Mitochondria play a key role in the regulation of glucose utilization and lipid metabolism in adipocytes. By regulating mitochondrial biogenesis and mitochondrial dynamics in adipocytes, the development of obesity and metabolic diseases can be improved.

Mitophagy is a process that selectively removes damaged mitochondria through a specialized form of autophagy and is essential for mitochondrial quality control (mitochondrial QC) and metabolic homeostasis. The mitochondrial autophagy receptor Fundc1 is a newly defined mitophagy receptor, and mice lacking Fundc1 develop more severe obesity and insulin resistance when fed a high-fat diet (HFD), and disruption of Fundc1 leads to impaired mitophagy and mitochondrial quality in WAT (61).

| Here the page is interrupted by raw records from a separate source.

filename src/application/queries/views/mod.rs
// src/application/queries/views/mod.rs
//! Resolution of a navigation state into everything a client renders:
//! content, meta tags, breadcrumb and JSON-LD.
mod admin;
mod article;
mod catalogue;
mod pages;
mod preview;
mod service;

pub use pages::{StaticPageContent, static_page};
pub use service::ViewQueryService;
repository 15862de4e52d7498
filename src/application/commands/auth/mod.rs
// src/application/commands/auth/mod.rs
mod anonymous;
mod login;
mod service;

pub use login::{LoginCommand, LoginResult};
pub use service::{AuthCommandService, TokenLifetimes};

PGC1α is essential for maintaining energy homeostasis. Overexpression of PGC1α in epicardial adipose tissue induces mitosis and improves mitochondrial function, resulting in improved adipose tissue quality (62). The deletion of mitochondrial transcription factor A (TFAM) in adipose tissue results in reduced mtDNA copy number, mitochondrial dysfunction, increased mitochondrial oxidation and positive metabolic effects (63, 64), suggesting that adipose tissue mitochondrial biosynthesis regulation may be a potential therapeutic target for the treatment of obesity.

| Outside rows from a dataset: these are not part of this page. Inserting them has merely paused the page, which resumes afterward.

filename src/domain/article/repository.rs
use crate::domain::article::entity::{Article, ArticleUpdate, NewArticle};
use crate::domain::article::value_objects::{ArticleId, ArticleSlug};
use crate::domain::errors::DomainResult;
use async_trait::async_trait;

#[async_trait]
pub trait ArticleWriteRepository: Send + Sync {
    /// Persist a new article; the store assigns its identifier.
    async fn insert(&self, article: NewArticle) -> DomainResult<Article>;
    async fn update(&self, update: ArticleUpdate) -> DomainResult<Article>;
    async fn delete(&self, id: &ArticleId) -> DomainResult<()>;
}

#[async_trait]
pub trait ArticleReadRepository: Send + Sync {
    async fn find_by_id(&self, id: &ArticleId) -> DomainResult<Option<Article>>;
    /// Slugs are not unique; the newest matching article wins.
    async fn find_by_slug(&self, slug: &ArticleSlug) -> DomainResult<Option<Article>>;
    /// Whole collection, newest first.
    async fn list(&self) -> DomainResult<Vec<Article>>;
}
use crate::domain::article::Article;
use crate::domain::navigation::Route;
use chrono::{DateTime, Utc};
use serde::{Deserialize, Serialize};
use utoipa::ToSchema;

#[derive(Debug, Clone, PartialEq, Serialize, Deserialize, ToSchema)]
#[serde(rename_all = "camelCase")]
pub struct ArticleDto {
    pub id: String,
    pub title: String,
    pub category: String,
    pub sub_category: String,
    pub excerpt: String,
    pub content: String,
    pub image_url: String,
    pub image_alt: String,
    #[serde(default, skip_serializing_if = "Option::is_none")]
    pub affiliate_link: Option<String>,
    pub affiliate_type: String,
    pub slug: String,
    pub created_at: DateTime<Utc>,
    pub updated_at: DateTime<Utc>,
}

impl From<Article> for ArticleDto {
    fn from(article: Article) -> Self {
        let sub_category = article.sub_category().as_str().to_string();
        let fields = article.fields;
        Self {
            id: article.id.into(),
            title: fields.title.into_inner(),
            category: fields.category.as_str().to_string(),
            sub_category,
            excerpt: fields.excerpt.into_inner(),
            content: fields.content.into_inner(),
            image_url: fields.image_url.into_inner(),
            image_alt: fields.image_alt.into_inner(),
            affiliate_link: fields.affiliate_link.map(|link| link.into_inner()),
            affiliate_type: fields.affiliate_type.as_str().to_string(),
            slug: article.slug.into_inner(),
            created_at: article.created_at,
            updated_at: article.updated_at,
        }
    }
}

/// Grid tile shown in catalogue listings and "related" sections.
#[derive(Debug, Clone, PartialEq, Eq, Serialize, Deserialize, ToSchema)]
#[serde(rename_all = "camelCase")]
pub struct ArticleCardDto {
    pub id: String,
    pub title: String,
    pub category: String,
    pub excerpt: String,
    pub image_url: String,
    pub image_alt: String,
    /// Query suffix leading to the article page.
    pub href: String,
}

impl From<&Article> for ArticleCardDto {
    fn from(article: &Article) -> Self {
        let alt = article.fields.image_alt.as_str();
        Self {
            id: article.id.to_string(),
            title: article.fields.title.to_string(),
            category: article.category().as_str().to_string(),
            excerpt: article.fields.excerpt.to_string(),
            image_url: article.fields.image_url.as_str().to_string(),
            image_alt: if alt.is_empty() {
                article.fields.title.to_string()
            } else {
                alt.to_string()
            },
            href: Route::Article(article.id.clone()).to_query(),
        }
    }
}
// src/application/seo/mod.rs
pub mod breadcrumb;
pub mod meta;
pub mod site;
pub mod sitemap;
pub mod structured_data;

pub use meta::PageMeta;
pub use site::SiteProfile;
pub use sitemap::{SitemapEntry, render_sitemap, sitemap_entries};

The expression of PTEN-induced kinase 1 (PINK1), a protein involved in mitochondrial autophagic clearance, was upregulated in the WAT of HFD mice (65). Deletion of PINK1 induced BAT dysfunction, suggesting that the regulation of mitochondrial autophagy contributes to the “whitening” of adipose tissue during the development of obesity (66). The transition from beige to white adipocytes was associated with decreased mitochondria and increased autophagy (67), uncovering a mechanism by which autophagy-mediated mitochondrial clearance controls the maintenance of beige adipocytes, thus providing an opportunity to combat obesity.

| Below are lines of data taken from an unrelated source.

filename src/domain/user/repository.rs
// src/domain/user/repository.rs
use crate::domain::errors::DomainResult;
use crate::domain::user::{entity::Account, value_objects::Email};
use async_trait::async_trait;

#[async_trait]
pub trait AccountRepository: Send + Sync {
    async fn find_by_email(&self, email: &Email) -> DomainResult<Option<Account>>;
}
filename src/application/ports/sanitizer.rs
// src/application/ports/sanitizer.rs
/// Removes markup that must never reach a reader's browser.
pub trait HtmlSanitizer: Send + Sync {
    fn sanitize(&self, dirty: &str) -> String;
}
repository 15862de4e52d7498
mod get_by_id;
mod get_by_slug;
mod list;
mod service;

pub use get_by_id::GetArticleByIdQuery;
pub use get_by_slug::GetArticleBySlugQuery;
pub use list::ListArticlesQuery;
pub use service::ArticleQueryService;
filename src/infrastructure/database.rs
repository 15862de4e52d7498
use sqlx::{PgPool, postgres::PgPoolOptions};

pub async fn init_pool(database_url: &str) -> Result<PgPool, sqlx::Error> {
    PgPoolOptions::new()
        .max_connections(16)
        .connect(database_url)
        .await
}

pub async fn run_migrations(pool: &PgPool) -> Result<(), sqlx::migrate::MigrateError> {
    sqlx::migrate!("./migrations").run(pool).await
}
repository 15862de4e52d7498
// src/domain/user/entity.rs
use crate::domain::user::value_objects::{Email, PasswordHash, Role, UserId};

/// A password-backed identity known to the account directory.
#[derive(Debug, Clone)]
pub struct Account {
    pub uid: UserId,
    pub email: Email,
    pub password_hash: PasswordHash,
    pub role: Role,
}

impl Account {
    pub fn is_administrator(&self, admin_uid: &UserId) -> bool {
        self.role == Role::Admin && &self.uid == admin_uid
    }
}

Intercellular mitochondrial transfer can support the survival of cells with impaired metabolism. Rohatgi et al. (68) found that adipocytes and macrophages employ intercellular mitochondrial transfer as an immunometabolic crosstalk mechanism to regulate metabolic homeostasis, which is impaired in obesity. Borcherding et al. (69) showed the existence of a potential direct dietary mechanism on the basis of the above studies that could largely ameliorate mitochondrial translocation.

The importance of mitochondria in energy metabolism and cellular homeostasis has been extensively noted and studied. Since the rediscovery of active brown and beige adipocytes in humans a decade ago, more and more research has focused on the regulation of adipocyte function by mitochondria. We summarized the searched articles and showed that mitochondria are involved in regulating the thermogenesis of BAT and increasing energy expenditure; in lipid homeostasis of adipose tissue and regulating glucose metabolism; and are also able to participate in inducing browning of WAT while promoting the whitening of BAT. These are key therapeutic targets for obesity-related metabolic diseases. The regulation of mitochondrial biogenesis, mitochondrial autophagy and mitochondrial translocation are also potential therapeutic opportunities for obesity. In fact, a series of studies are working on the interpretation of drugs or potential drugs for the treatment of obesity through these mitochondrial pathways.

In conclusion, mitochondria-targeted drugs for adipocytes are very promising. Therefore, understanding the molecular mechanisms underlying adipocyte mitochondrial dysfunction and the pathogenesis of obesity-related metabolic diseases is crucial for the development of new therapeutic approaches. However, future studies need to elucidate the mechanisms by which mitochondria undergo metabolic disorders to better account for their pathogenic role in metabolic diseases.